··· Data excerpts

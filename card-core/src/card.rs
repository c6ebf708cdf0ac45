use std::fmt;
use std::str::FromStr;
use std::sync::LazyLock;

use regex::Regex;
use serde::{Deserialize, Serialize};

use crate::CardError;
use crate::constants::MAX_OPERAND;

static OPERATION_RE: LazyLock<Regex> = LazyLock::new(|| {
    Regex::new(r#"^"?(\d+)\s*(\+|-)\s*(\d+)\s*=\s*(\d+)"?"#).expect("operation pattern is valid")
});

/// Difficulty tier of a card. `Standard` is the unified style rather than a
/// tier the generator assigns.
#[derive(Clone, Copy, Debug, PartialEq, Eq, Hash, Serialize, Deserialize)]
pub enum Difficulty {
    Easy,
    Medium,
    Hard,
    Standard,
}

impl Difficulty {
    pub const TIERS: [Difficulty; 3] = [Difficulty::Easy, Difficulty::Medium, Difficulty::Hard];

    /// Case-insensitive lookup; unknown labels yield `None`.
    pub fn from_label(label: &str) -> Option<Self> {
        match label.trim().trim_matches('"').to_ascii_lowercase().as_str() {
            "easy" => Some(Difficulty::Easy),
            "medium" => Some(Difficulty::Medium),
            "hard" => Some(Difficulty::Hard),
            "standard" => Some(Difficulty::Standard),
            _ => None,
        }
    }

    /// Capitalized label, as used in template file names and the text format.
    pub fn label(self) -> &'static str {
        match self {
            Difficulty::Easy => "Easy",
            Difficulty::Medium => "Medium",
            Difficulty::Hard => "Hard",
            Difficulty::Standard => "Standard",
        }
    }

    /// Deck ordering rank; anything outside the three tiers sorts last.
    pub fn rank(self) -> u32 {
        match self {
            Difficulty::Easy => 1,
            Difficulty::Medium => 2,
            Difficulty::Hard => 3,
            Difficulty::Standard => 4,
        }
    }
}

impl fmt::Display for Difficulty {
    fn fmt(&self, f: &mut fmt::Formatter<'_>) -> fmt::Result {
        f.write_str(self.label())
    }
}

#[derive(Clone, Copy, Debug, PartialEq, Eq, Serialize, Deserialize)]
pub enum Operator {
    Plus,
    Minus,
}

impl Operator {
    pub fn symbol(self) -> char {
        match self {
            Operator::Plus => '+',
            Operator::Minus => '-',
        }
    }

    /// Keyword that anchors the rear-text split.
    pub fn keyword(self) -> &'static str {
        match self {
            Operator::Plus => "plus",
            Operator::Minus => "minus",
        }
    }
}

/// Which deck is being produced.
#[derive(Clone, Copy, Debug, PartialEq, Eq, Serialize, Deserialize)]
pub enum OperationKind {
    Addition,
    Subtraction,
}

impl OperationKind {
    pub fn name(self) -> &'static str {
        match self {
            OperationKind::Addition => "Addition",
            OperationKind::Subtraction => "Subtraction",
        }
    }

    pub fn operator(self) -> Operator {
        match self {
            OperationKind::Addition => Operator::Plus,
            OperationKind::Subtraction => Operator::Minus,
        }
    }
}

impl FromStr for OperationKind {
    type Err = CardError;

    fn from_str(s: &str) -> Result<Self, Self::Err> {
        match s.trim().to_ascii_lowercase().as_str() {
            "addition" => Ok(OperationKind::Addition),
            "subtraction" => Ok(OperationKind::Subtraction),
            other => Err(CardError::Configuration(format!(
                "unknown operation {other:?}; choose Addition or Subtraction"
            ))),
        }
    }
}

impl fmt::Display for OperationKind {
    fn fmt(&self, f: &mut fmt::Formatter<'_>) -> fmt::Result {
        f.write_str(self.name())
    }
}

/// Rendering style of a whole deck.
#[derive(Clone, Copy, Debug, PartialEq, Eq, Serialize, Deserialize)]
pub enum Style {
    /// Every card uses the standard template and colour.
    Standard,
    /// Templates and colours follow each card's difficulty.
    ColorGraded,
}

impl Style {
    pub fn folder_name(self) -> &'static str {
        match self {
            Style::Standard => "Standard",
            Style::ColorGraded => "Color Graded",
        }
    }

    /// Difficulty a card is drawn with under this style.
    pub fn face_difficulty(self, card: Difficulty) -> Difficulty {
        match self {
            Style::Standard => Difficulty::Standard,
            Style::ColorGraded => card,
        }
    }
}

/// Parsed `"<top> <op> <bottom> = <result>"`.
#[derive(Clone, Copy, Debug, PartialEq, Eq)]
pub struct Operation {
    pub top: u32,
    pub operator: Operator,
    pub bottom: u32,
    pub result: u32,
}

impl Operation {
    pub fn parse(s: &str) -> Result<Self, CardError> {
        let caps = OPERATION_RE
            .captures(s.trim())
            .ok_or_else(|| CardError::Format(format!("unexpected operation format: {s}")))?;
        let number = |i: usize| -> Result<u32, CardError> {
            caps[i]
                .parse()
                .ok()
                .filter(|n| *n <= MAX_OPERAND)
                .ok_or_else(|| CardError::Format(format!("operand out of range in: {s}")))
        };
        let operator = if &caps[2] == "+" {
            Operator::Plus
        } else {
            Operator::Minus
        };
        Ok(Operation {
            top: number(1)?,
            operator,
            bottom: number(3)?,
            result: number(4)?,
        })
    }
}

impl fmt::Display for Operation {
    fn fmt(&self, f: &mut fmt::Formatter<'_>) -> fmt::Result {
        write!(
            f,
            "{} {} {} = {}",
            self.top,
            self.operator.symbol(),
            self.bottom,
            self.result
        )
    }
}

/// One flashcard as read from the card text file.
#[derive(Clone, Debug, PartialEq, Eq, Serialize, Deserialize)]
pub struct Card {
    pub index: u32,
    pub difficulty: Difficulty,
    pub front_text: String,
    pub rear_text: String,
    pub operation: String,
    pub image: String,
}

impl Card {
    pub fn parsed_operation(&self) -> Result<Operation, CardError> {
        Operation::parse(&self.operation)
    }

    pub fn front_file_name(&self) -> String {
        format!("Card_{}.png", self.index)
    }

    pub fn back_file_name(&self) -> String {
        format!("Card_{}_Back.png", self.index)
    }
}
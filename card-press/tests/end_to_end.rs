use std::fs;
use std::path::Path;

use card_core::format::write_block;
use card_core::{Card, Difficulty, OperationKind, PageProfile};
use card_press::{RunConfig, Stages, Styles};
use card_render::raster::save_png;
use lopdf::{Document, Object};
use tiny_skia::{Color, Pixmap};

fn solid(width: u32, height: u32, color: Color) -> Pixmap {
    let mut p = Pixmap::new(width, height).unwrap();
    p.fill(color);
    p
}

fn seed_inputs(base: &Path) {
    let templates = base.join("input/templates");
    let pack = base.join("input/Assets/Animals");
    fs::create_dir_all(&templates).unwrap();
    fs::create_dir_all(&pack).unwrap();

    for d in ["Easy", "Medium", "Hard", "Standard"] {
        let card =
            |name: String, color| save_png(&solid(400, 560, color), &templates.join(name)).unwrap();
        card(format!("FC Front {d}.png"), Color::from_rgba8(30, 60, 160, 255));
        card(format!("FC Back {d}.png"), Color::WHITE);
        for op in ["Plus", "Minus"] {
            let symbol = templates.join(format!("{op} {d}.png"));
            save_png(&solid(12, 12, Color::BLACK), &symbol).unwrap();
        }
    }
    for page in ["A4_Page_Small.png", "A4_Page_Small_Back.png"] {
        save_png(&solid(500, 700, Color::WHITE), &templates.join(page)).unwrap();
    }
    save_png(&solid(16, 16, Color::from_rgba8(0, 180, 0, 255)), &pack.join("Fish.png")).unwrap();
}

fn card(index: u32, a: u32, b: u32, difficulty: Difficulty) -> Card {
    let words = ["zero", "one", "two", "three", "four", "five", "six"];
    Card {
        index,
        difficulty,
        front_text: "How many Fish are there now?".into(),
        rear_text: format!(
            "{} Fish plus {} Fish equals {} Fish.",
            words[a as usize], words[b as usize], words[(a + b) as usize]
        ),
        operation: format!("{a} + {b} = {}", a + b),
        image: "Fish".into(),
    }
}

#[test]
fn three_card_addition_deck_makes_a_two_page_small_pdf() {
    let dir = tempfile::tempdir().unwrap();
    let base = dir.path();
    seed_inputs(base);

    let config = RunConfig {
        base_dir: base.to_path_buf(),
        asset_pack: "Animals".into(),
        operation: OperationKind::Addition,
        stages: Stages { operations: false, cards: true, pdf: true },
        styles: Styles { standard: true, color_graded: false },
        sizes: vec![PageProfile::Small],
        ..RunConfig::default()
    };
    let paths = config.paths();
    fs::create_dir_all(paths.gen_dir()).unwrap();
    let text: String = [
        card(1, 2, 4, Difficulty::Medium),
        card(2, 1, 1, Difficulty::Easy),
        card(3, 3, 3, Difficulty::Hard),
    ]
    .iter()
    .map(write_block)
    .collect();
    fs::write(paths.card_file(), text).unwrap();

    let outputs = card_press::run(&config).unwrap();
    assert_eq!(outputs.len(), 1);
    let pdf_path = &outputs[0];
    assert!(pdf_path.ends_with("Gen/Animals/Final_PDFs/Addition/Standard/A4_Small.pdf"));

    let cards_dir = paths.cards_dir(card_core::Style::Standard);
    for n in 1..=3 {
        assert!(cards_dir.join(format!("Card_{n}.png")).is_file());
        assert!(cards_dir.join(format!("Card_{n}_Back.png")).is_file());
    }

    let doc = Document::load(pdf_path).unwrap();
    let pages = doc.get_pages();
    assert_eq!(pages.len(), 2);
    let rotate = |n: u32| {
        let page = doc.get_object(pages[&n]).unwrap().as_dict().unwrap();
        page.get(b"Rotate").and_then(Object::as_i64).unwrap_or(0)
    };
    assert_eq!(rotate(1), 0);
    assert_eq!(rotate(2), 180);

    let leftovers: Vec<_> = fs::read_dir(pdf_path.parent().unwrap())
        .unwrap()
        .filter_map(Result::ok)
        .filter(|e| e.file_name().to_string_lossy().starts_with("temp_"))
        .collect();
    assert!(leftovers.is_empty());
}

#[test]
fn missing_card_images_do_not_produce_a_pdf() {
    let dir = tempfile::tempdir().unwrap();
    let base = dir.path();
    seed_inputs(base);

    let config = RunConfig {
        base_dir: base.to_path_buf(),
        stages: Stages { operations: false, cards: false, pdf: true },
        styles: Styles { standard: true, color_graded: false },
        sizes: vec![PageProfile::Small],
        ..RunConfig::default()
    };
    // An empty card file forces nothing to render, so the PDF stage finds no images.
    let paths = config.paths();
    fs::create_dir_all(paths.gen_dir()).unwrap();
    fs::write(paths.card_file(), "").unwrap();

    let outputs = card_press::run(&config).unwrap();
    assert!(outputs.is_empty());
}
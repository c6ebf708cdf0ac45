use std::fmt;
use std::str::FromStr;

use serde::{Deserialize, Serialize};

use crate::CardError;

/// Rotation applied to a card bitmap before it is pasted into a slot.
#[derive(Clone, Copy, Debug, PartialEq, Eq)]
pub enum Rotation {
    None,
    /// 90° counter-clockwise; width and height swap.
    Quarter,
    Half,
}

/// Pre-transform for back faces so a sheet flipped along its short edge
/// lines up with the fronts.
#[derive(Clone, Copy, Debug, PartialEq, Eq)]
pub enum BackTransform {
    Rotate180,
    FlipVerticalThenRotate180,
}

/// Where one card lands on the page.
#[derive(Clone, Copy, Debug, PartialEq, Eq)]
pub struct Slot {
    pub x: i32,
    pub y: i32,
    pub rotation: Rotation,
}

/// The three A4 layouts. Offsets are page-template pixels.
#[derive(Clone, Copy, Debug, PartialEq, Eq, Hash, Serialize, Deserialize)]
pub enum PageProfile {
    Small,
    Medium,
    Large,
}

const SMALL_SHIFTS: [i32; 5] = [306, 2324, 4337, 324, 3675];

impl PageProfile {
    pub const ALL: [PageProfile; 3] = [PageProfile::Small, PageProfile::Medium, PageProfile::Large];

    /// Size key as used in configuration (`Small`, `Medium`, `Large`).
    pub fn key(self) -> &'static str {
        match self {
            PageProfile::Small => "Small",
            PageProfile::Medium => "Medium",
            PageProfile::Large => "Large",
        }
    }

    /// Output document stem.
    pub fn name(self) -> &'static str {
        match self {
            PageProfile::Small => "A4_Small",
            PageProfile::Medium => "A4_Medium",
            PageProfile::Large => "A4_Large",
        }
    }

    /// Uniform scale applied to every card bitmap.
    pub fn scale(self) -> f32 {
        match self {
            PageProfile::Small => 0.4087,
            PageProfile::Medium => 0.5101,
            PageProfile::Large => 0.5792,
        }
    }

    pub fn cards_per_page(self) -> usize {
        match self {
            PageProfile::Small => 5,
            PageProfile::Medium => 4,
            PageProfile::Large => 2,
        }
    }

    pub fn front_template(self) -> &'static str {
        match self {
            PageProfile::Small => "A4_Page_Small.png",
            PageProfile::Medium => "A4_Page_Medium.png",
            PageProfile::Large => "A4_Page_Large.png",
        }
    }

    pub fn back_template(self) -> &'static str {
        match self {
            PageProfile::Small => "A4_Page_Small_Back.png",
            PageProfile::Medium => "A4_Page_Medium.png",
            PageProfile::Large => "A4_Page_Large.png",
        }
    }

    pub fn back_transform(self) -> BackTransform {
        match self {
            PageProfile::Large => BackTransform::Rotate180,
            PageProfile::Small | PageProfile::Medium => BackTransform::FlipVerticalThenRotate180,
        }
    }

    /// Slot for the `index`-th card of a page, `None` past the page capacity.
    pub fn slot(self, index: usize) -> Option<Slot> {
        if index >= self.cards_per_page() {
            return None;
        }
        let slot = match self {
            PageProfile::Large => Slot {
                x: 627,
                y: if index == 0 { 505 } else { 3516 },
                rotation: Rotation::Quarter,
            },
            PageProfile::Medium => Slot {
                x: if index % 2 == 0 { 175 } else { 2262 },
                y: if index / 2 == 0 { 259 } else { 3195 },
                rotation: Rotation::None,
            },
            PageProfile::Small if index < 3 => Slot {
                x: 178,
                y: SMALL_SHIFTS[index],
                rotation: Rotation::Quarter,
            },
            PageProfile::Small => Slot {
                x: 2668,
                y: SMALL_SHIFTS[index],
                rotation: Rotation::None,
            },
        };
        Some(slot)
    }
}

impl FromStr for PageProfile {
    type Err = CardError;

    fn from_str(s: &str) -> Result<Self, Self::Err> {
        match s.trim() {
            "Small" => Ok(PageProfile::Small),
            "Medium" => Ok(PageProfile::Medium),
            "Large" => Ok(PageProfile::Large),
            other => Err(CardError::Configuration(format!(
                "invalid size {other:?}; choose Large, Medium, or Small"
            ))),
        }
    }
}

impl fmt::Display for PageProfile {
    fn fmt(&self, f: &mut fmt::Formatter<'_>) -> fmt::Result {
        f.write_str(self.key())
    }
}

······

An exact, complete copy of the lines above from the one with "let operator = if" through the one with "pub struct Card" is the whole answer.

        let operator = if &caps[2] == "+" {
            Operator::Plus
        } else {
            Operator::Minus
        };
        Ok(Operation {
            top: number(1)?,
            operator,
            bottom: number(3)?,
            result: number(4)?,
        })
    }
}

impl fmt::Display for Operation {
    fn fmt(&self, f: &mut fmt::Formatter<'_>) -> fmt::Result {
        write!(
            f,
            "{} {} {} = {}",
            self.top,
            self.operator.symbol(),
            self.bottom,
            self.result
        )
    }
}

/// One flashcard as read from the card text file.
#[derive(Clone, Debug, PartialEq, Eq, Serialize, Deserialize)]
pub struct Card {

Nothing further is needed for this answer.